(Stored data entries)
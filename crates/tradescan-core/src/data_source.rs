//! Collaborator contracts for the two upstream providers.
//!
//! | Trait | Request | Response | Provider |
//! |-------|---------|----------|----------|
//! | [`MarketSnapshotSource`] | [`MarketsRequest`] | `Vec<AssetSnapshot>` | spot market-cap ranking |
//! | [`CandleSource`] | [`CandlesRequest`] | `Vec<Candle>` | perpetual-futures klines |
//!
//! Both traits return boxed futures so they stay object safe and can be shared as
//! `Arc<dyn ...>` between the scanner and the Asian-range refresher.

use std::fmt::{Display, Formatter};
use std::future::Future;
use std::pin::Pin;
use std::time::Duration;

use crate::throttling::RateLimitExceeded;
use crate::{AssetSnapshot, Candle, Interval, Symbol, ValidationError};

/// Largest page the market snapshot provider serves.
pub const MAX_MARKETS_PAGE: usize = 250;
/// Largest candle batch the futures venue serves per call.
pub const MAX_CANDLES: usize = 1_500;

#[derive(Debug, Clone, Copy, PartialEq, Eq)]
pub enum SourceErrorKind {
    Unavailable,
    RateLimited,
    InvalidRequest,
    Internal,
}

/// Classified upstream failure.
#[derive(Debug, Clone, PartialEq, Eq)]
pub struct SourceError {
    kind: SourceErrorKind,
    message: String,
    retryable: bool,
    retry_after: Option<Duration>,
}

impl SourceError {
    pub fn unavailable(message: impl Into<String>) -> Self {
        Self {
            kind: SourceErrorKind::Unavailable,
            message: message.into(),
            retryable: true,
            retry_after: None,
        }
    }

    pub fn rate_limited(message: impl Into<String>, retry_after: Option<Duration>) -> Self {
        Self {
            kind: SourceErrorKind::RateLimited,
            message: message.into(),
            retryable: true,
            retry_after,
        }
    }

    pub fn invalid_request(message: impl Into<String>) -> Self {
        Self {
            kind: SourceErrorKind::InvalidRequest,
            message: message.into(),
            retryable: false,
            retry_after: None,
        }
    }

    pub fn internal(message: impl Into<String>) -> Self {
        Self {
            kind: SourceErrorKind::Internal,
            message: message.into(),
            retryable: false,
            retry_after: None,
        }
    }

    pub const fn kind(&self) -> SourceErrorKind {
        self.kind
    }

    pub fn message(&self) -> &str {
        &self.message
    }

    pub const fn retryable(&self) -> bool {
        self.retryable
    }

    pub const fn retry_after(&self) -> Option<Duration> {
        self.retry_after
    }

    pub const fn code(&self) -> &'static str {
        match self.kind {
            SourceErrorKind::Unavailable => "source.unavailable",
            SourceErrorKind::RateLimited => "source.rate_limited",
            SourceErrorKind::InvalidRequest => "source.invalid_request",
            SourceErrorKind::Internal => "source.internal",
        }
    }
}

impl Display for SourceError {
    fn fmt(&self, f: &mut Formatter<'_>) -> std::fmt::Result {
        write!(f, "{} ({})", self.message, self.code())
    }
}

impl std::error::Error for SourceError {}

impl From<RateLimitExceeded> for SourceError {
    fn from(exceeded: RateLimitExceeded) -> Self {
        Self::rate_limited(
            format!(
                "local rate limit reached; retry in {:.2}s",
                exceeded.retry_after.as_secs_f64()
            ),
            Some(exceeded.retry_after),
        )
    }
}

impl From<ValidationError> for SourceError {
    fn from(error: ValidationError) -> Self {
        Self::invalid_request(error.to_string())
    }
}

/// One page of the market-cap ranking.
#[derive(Debug, Clone, PartialEq, Eq)]
pub struct MarketsRequest {
    pub vs_currency: String,
    pub per_page: usize,
    pub page: u32,
    pub timeout: Duration,
}

impl MarketsRequest {
    pub fn new(per_page: usize) -> Result<Self, SourceError> {
        if per_page == 0 || per_page > MAX_MARKETS_PAGE {
            return Err(SourceError::invalid_request(format!(
                "markets page size must be between 1 and {MAX_MARKETS_PAGE}, got {per_page}"
            )));
        }
        Ok(Self {
            vs_currency: String::from("usd"),
            per_page,
            page: 1,
            timeout: Duration::from_secs(15),
        })
    }

    pub fn with_timeout(mut self, timeout: Duration) -> Self {
        self.timeout = timeout;
        self
    }
}

/// Most recent `limit` candles of one symbol's perpetual contract.
#[derive(Debug, Clone, PartialEq, Eq)]
pub struct CandlesRequest {
    pub symbol: Symbol,
    pub interval: Interval,
    pub limit: usize,
    pub timeout: Duration,
}

impl CandlesRequest {
    pub fn new(symbol: Symbol, interval: Interval, limit: usize) -> Result<Self, SourceError> {
        if limit == 0 || limit > MAX_CANDLES {
            return Err(SourceError::invalid_request(format!(
                "candle limit must be between 1 and {MAX_CANDLES}, got {limit}"
            )));
        }
        Ok(Self {
            symbol,
            interval,
            limit,
            timeout: Duration::from_secs(5),
        })
    }

    pub fn with_timeout(mut self, timeout: Duration) -> Self {
        self.timeout = timeout;
        self
    }
}

pub trait MarketSnapshotSource: Send + Sync {
    fn name(&self) -> &'static str;

    /// Validated snapshots in provider order. Unusable items are dropped, not fatal.
    fn markets<'a>(
        &'a self,
        request: MarketsRequest,
    ) -> Pin<Box<dyn Future<Output = Result<Vec<AssetSnapshot>, SourceError>> + Send + 'a>>;
}

pub trait CandleSource: Send + Sync {
    fn name(&self) -> &'static str;

    /// Candles ordered ascending by open time.
    fn candles<'a>(
        &'a self,
        request: CandlesRequest,
    ) -> Pin<Box<dyn Future<Output = Result<Vec<Candle>, SourceError>> + Send + 'a>>;
}
use axum::extract::State;
use axum::Json;
use serde::Serialize;
use serde_json::{json, Value};
use tradescan_core::{CacheStats, UtcDateTime};

use crate::state::AppState;

#[derive(Debug, Serialize)]
pub struct HealthResponse {
    status: &'static str,
    timestamp: UtcDateTime,
    version: &'static str,
    cache: CacheStats,
    /// Null when the Asian-range refresher is disabled.
    asian_range: Option<AsianRangeHealth>,
}

#[derive(Debug, Serialize)]
pub struct AsianRangeHealth {
    tracked: usize,
    resolved: usize,
    refresh_in_flight: bool,
}

pub async fn ping() -> Json<Value> {
    Json(json!({ "message": "pong" }))
}

pub async fn health(State(state): State<AppState>) -> Json<HealthResponse> {
    let asian_range = state.scanner.asian_range().map(|service| AsianRangeHealth {
        tracked: service.store().tracked(),
        resolved: service.store().resolved(),
        refresh_in_flight: service.is_refreshing(),
    });

    Json(HealthResponse {
        status: "healthy",
        timestamp: UtcDateTime::now(),
        version: env!("CARGO_PKG_VERSION"),
        cache: state.cache.stats().await,
        asian_range,
    })
}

§ **EXERCISE DETAILS**
Where a line in the records above contains the string "AppState", return that line.

§ **ANSWER BOX**
use crate::state::AppState;
pub async fn health(State(state): State<AppState>) -> Json<HealthResponse> {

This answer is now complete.